Typically, the FSS does not disclose the focal points of its registration statement reviews. This is to prevent unconfirmed content from affecting the market. This time, the FSS effectively provided guidelines to Hanwha Solutions by considering both investor protection and the company’s difficulties in raising capital, observers said.

Hanwha Solutions submitted its initial registration statement for a 2.4 trillion won rights offering on March 26, and received its first amendment request from the FSS on April 9. Hanwha Solutions submitted a revised filing scaling down the rights offering to 1.8 trillion won on April 17, but the FSS requested another amendment on April 30.

The FSS also said it is reviewing various controversies surrounding Samcheondang Pharmaceutical (000250.KS) ahead of the release of disclosure improvement guidelines for pharmaceutical and biotech companies next month. “We are closely watching this stock (Samcheondang Pharmaceutical),” Hwang said. Lee Dong-gyu, Director of the FSS Disclosure Review Department, said, “As in the Samcheondang Pharmaceutical case, there are instances where the content of press releases voluntarily distributed by a company differs from statutory and exchange disclosures.” He added, “We plan to release disclosure guidelines at the end of June to align these as much as possible.”

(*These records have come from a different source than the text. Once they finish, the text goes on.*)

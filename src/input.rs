//! Key mapping and input dispatch for the menu and the active game.

use crate::games::board::{self, BoardInput, BoardKind};
use crate::games::menu::MenuInput;
use crate::games::runner::{self, RunnerInput};
use crate::games::{ActiveGame, ScoreStore};
use crossterm::event::{KeyCode, KeyEvent};

/// Result of handling an in-game key.
#[derive(Debug, Clone, PartialEq, Eq)]
pub enum InputResult {
    Continue,
    BackToMenu,
    /// Continue, showing a one-line message in the status bar.
    Notice(String),
}

pub fn map_menu_key(key: KeyEvent) -> MenuInput {
    match key.code {
        KeyCode::Up | KeyCode::Char('k') => MenuInput::Up,
        KeyCode::Down | KeyCode::Char('j') => MenuInput::Down,
        KeyCode::Enter | KeyCode::Char(' ') => MenuInput::Select,
        KeyCode::Char('m') | KeyCode::Char('M') => MenuInput::ToggleMode,
        KeyCode::Esc | KeyCode::Char('q') | KeyCode::Char('Q') => MenuInput::Quit,
        _ => MenuInput::Other,
    }
}

pub fn map_board_key(key: KeyEvent, kind: BoardKind) -> BoardInput {
    match key.code {
        KeyCode::Up => BoardInput::Up,
        KeyCode::Down => BoardInput::Down,
        KeyCode::Left => BoardInput::Left,
        KeyCode::Right => BoardInput::Right,
        KeyCode::Enter | KeyCode::Char(' ') => BoardInput::Place,
        KeyCode::Char(c @ '1'..='9') => {
            let position = (c as usize) - ('1' as usize);
            if position < kind.move_space() {
                BoardInput::PlaceAt(position)
            } else {
                BoardInput::Other
            }
        }
        KeyCode::Char('n') | KeyCode::Char('N') => BoardInput::NewGame,
        KeyCode::Char('r') | KeyCode::Char('R') => BoardInput::ResetScores,
        KeyCode::Char('m') | KeyCode::Char('M') => BoardInput::ToggleMode,
        _ => BoardInput::Other,
    }
}

pub fn map_runner_key(key: KeyEvent) -> RunnerInput {
    match key.code {
        KeyCode::Char(' ') | KeyCode::Up | KeyCode::Char('w') => RunnerInput::Jump,
        KeyCode::Down | KeyCode::Char('s') => RunnerInput::ToggleDuck,
        KeyCode::Enter | KeyCode::Char('r') | KeyCode::Char('R') => RunnerInput::Restart,
        _ => RunnerInput::Other,
    }
}

/// Dispatch a key to the active game. Esc always returns to the menu.
pub fn handle_game_input(key: KeyEvent, game: &mut ActiveGame, store: &ScoreStore) -> InputResult {
    if key.code == KeyCode::Esc {
        return InputResult::BackToMenu;
    }

    match game {
        ActiveGame::Board(engine) => {
            let input = map_board_key(key, engine.kind());
            if let Err(e) = board::process_input(engine, input) {
                tracing::debug!(error = %e, "move rejected");
            }
            InputResult::Continue
        }
        ActiveGame::Runner(runner_game) => {
            if matches!(key.code, KeyCode::Char('e') | KeyCode::Char('E')) {
                return match store.export_history(runner_game.skin, &runner_game.scores) {
                    Ok(path) => InputResult::Notice(format!("Exported to {}", path.display())),
                    Err(e) => {
                        tracing::warn!(error = %e, "score export failed");
                        InputResult::Notice(format!("Export failed: {}", e))
                    }
                };
            }
            runner::process_input(runner_game, map_runner_key(key));
            InputResult::Continue
        }
    }
}
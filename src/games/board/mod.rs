//! Turn-based grid games: Tic-Tac-Toe and Connect Four.

pub mod heuristic;
pub mod logic;
pub mod rules;
pub mod types;

pub use heuristic::{heuristic_candidates, select_heuristic_move, Candidates, MoveReason};
pub use logic::{process_input, BoardEngine, BoardInput, PlayMode, Scoreboard};
pub use types::{Board, BoardKind, BoardShape, MoveRejected, Player, Status};
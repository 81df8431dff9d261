//! Shared layout pieces for the arcade scenes.

use ratatui::{
    layout::{Alignment, Constraint, Direction, Layout, Rect},
    style::{Color, Modifier, Style},
    text::{Line, Span},
    widgets::{Block, Borders, Clear, Paragraph},
    Frame,
};

/// Layout areas returned by `create_game_layout`.
pub struct GameLayout {
    /// Main content area (board/play field) - top left, inside outer border
    pub content: Rect,
    /// Status bar area (2 lines) - bottom left, inside outer border
    pub status_bar: Rect,
    /// Info panel area - right side, with its own border
    pub info_panel: Rect,
}

/// Create the standard game layout with outer border.
///
/// ```text
/// ┌─ Title ─────────────────────────┬─ Info ──────┐
/// │                                 │             │
/// │   [content area]                │  [info]     │
/// │                                 │             │
/// │ [status bar - 2 lines]          │             │
/// └─────────────────────────────────┴─────────────┘
/// ```
pub fn create_game_layout(
    frame: &mut Frame,
    area: Rect,
    title: &str,
    border_color: Color,
    content_min_height: u16,
    info_panel_width: u16,
) -> GameLayout {
    frame.render_widget(Clear, area);

    let block = Block::default()
        .title(title)
        .borders(Borders::ALL)
        .border_style(Style::default().fg(border_color));

    let inner = block.inner(area);
    frame.render_widget(block, area);

    let h_chunks = Layout::default()
        .direction(Direction::Horizontal)
        .constraints([Constraint::Min(20), Constraint::Length(info_panel_width)])
        .split(inner);

    let v_chunks = Layout::default()
        .direction(Direction::Vertical)
        .constraints([Constraint::Min(content_min_height), Constraint::Length(2)])
        .split(h_chunks[0]);

    GameLayout {
        content: v_chunks[0],
        status_bar: v_chunks[1],
        info_panel: h_chunks[1],
    }
}

/// Render a status bar (2 lines: status message + controls).
///
/// `controls` is a slice of (key, action) pairs, e.g. `[("[Enter]", "Place")]`.
pub fn render_status_bar(
    frame: &mut Frame,
    area: Rect,
    status_text: &str,
    status_color: Color,
    controls: &[(&str, &str)],
) {
    if area.height < 1 {
        return;
    }

    let status = Paragraph::new(status_text)
        .style(Style::default().fg(status_color))
        .alignment(Alignment::Center);
    frame.render_widget(status, Rect { height: 1, ..area });

    if area.height >= 2 && !controls.is_empty() {
        let mut spans = Vec::new();
        for (i, (key, action)) in controls.iter().enumerate() {
            if i > 0 {
                spans.push(Span::styled("  ", Style::default()));
            }
            spans.push(Span::styled(*key, Style::default().fg(Color::White)));
            spans.push(Span::styled(
                format!(" {}", action),
                Style::default().fg(Color::DarkGray),
            ));
        }

        let controls_line = Paragraph::new(Line::from(spans)).alignment(Alignment::Center);
        frame.render_widget(
            controls_line,
            Rect {
                y: area.y + 1,
                height: 1,
                ..area
            },
        );
    }
}

/// Status bar with a braille spinner for the computer's think delay.
pub fn render_thinking_status_bar(frame: &mut Frame, area: Rect, message: &str) {
    use std::time::{SystemTime, UNIX_EPOCH};

    const SPINNER: [char; 10] = ['⠋', '⠙', '⠹', '⠸', '⠼', '⠴', '⠦', '⠧', '⠇', '⠏'];
    let millis = SystemTime::now()
        .duration_since(UNIX_EPOCH)
        .unwrap_or_default()
        .as_millis();
    let spinner = SPINNER[((millis / 100) % 10) as usize];

    let status_text = format!("{} {}", spinner, message);
    render_status_bar(frame, area, &status_text, Color::Yellow, &[("[Esc]", "Menu")]);
}

/// Outcome category, for coloring result banners.
#[derive(Clone, Copy, PartialEq, Eq)]
pub enum GameResultType {
    Win,
    Loss,
    Draw,
}

impl GameResultType {
    pub fn color(self) -> Color {
        match self {
            GameResultType::Win => Color::Green,
            GameResultType::Loss => Color::Red,
            GameResultType::Draw => Color::Yellow,
        }
    }
}

/// Render a compact result banner at the bottom of an area.
///
/// Does not clear the area, so the board or play field stays visible
/// behind it. `details` lines are shown under the title, then `hint`.
pub fn render_game_over_banner(
    frame: &mut Frame,
    area: Rect,
    result_type: GameResultType,
    title: &str,
    details: &[String],
    hint: &str,
) {
    let banner_height = (details.len() as u16 + 4).min(area.height);
    let banner_y = area.y + area.height.saturating_sub(banner_height);

    let banner_area = Rect {
        x: area.x,
        y: banner_y,
        width: area.width,
        height: banner_height,
    };

    frame.render_widget(Clear, banner_area);

    let title_color = result_type.color();

    let block = Block::default()
        .borders(Borders::ALL)
        .border_style(Style::default().fg(title_color));

    let inner = block.inner(banner_area);
    frame.render_widget(block, banner_area);

    let mut lines = vec![Line::from(Span::styled(
        title,
        Style::default()
            .fg(title_color)
            .add_modifier(Modifier::BOLD),
    ))];
    for detail in details {
        lines.push(Line::from(Span::styled(
            detail.as_str(),
            Style::default().fg(Color::White),
        )));
    }
    lines.push(Line::from(Span::styled(
        hint,
        Style::default().fg(Color::DarkGray),
    )));

    let text = Paragraph::new(lines).alignment(Alignment::Center);
    frame.render_widget(text, inner);
}

/// Render an info panel frame with " Info " title and DarkGray border.
///
/// Returns the inner Rect for content rendering.
pub fn render_info_panel_frame(frame: &mut Frame, area: Rect) -> Rect {
    let block = Block::default()
        .title(" Info ")
        .borders(Borders::ALL)
        .border_style(Style::default().fg(Color::DarkGray));
    let inner = block.inner(area);
    frame.render_widget(block, area);
    inner
}

/// A "label: value" info line.
pub fn stat_line(label: &str, value: String, color: Color) -> Line<'static> {
    Line::from(vec![
        Span::styled(format!("{}: ", label), Style::default().fg(Color::DarkGray)),
        Span::styled(value, Style::default().fg(color)),
    ])
}

/// A bold yellow section heading.
pub fn heading(text: &'static str) -> Line<'static> {
    Line::from(Span::styled(
        text,
        Style::default()
            .fg(Color::Yellow)
            .add_modifier(Modifier::BOLD),
    ))
}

For Mirae Asset Securities (006800.KS), which is pushing to allocate SpaceX IPO shares to domestic investors, a renewed order to refrain from marketing was issued following a verbal warning last month. “Mirae Asset Securities clearly seems to have the intention to sell SpaceX (IPO) shares domestically,” Hwang said, but pointed out, “Without having made a decision on how to sell them, there has been too much promotion in the media.”